## TASK TO COMPLETE
Give back only the lines from the one with "- Sample-format helpers" through the last line of the data, exactly as they appear.

Records from a dataset:
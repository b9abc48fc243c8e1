//! lasynth Core - integer DSP primitives for LA synthesis
//!
//! This crate holds the small, allocation-free building blocks shared by the
//! synthesis engine and the reverb: a circular 16-bit sample buffer and the
//! fixed-point arithmetic of the original hardware.
//!
//! # Contents
//!
//! - [`RingBuffer`] - Fixed-capacity circular buffer with a resizable active window
//! - [`serial_mul`] - Bit-serial 8-bit multiply of the reverb DSP
//! - [`soft_saturate`] - DAC-stage soft clipping to 16 bits
//! - [`clip_i16`], [`i16_to_f32`] - Sample-format helpers
//!
//! # no_std Support
//!
//! This crate is `no_std` compatible (it needs `alloc` for buffer storage).
//! Disable the default `std` feature in your `Cargo.toml`:
//!
//! ```toml
//! [dependencies]
//! lasynth-core = { version = "0.1", default-features = false }
//! ```
//!
//! # Design Principles
//!
//! - **Deterministic**: integer arithmetic only, identical output on every platform
//! - **Real-time safe**: buffers are sized once and never reallocate

#![cfg_attr(not(feature = "std"), no_std)]

#[cfg(not(feature = "std"))]
extern crate alloc;

pub mod math;
pub mod ring_buffer;

pub use math::{SATURATION_KNEE, clip_i16, i16_to_f32, serial_mul, soft_saturate};
pub use ring_buffer::RingBuffer;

## RESPONSE TO THE TASK
//! - [`clip_i16`], [`i16_to_f32`] - Sample-format helpers
//!
//! # no_std Support
//!
//! This crate is `no_std` compatible (it needs `alloc` for buffer storage).
//! Disable the default `std` feature in your `Cargo.toml`:
//!
//! ```toml
//! [dependencies]
//! lasynth-core = { version = "0.1", default-features = false }
//! ```
//!
//! # Design Principles
//!
//! - **Deterministic**: integer arithmetic only, identical output on every platform
//! - **Real-time safe**: buffers are sized once and never reallocate

#![cfg_attr(not(feature = "std"), no_std)]

#[cfg(not(feature = "std"))]
extern crate alloc;

pub mod math;
pub mod ring_buffer;

pub use math::{SATURATION_KNEE, clip_i16, i16_to_f32, serial_mul, soft_saturate};
pub use ring_buffer::RingBuffer;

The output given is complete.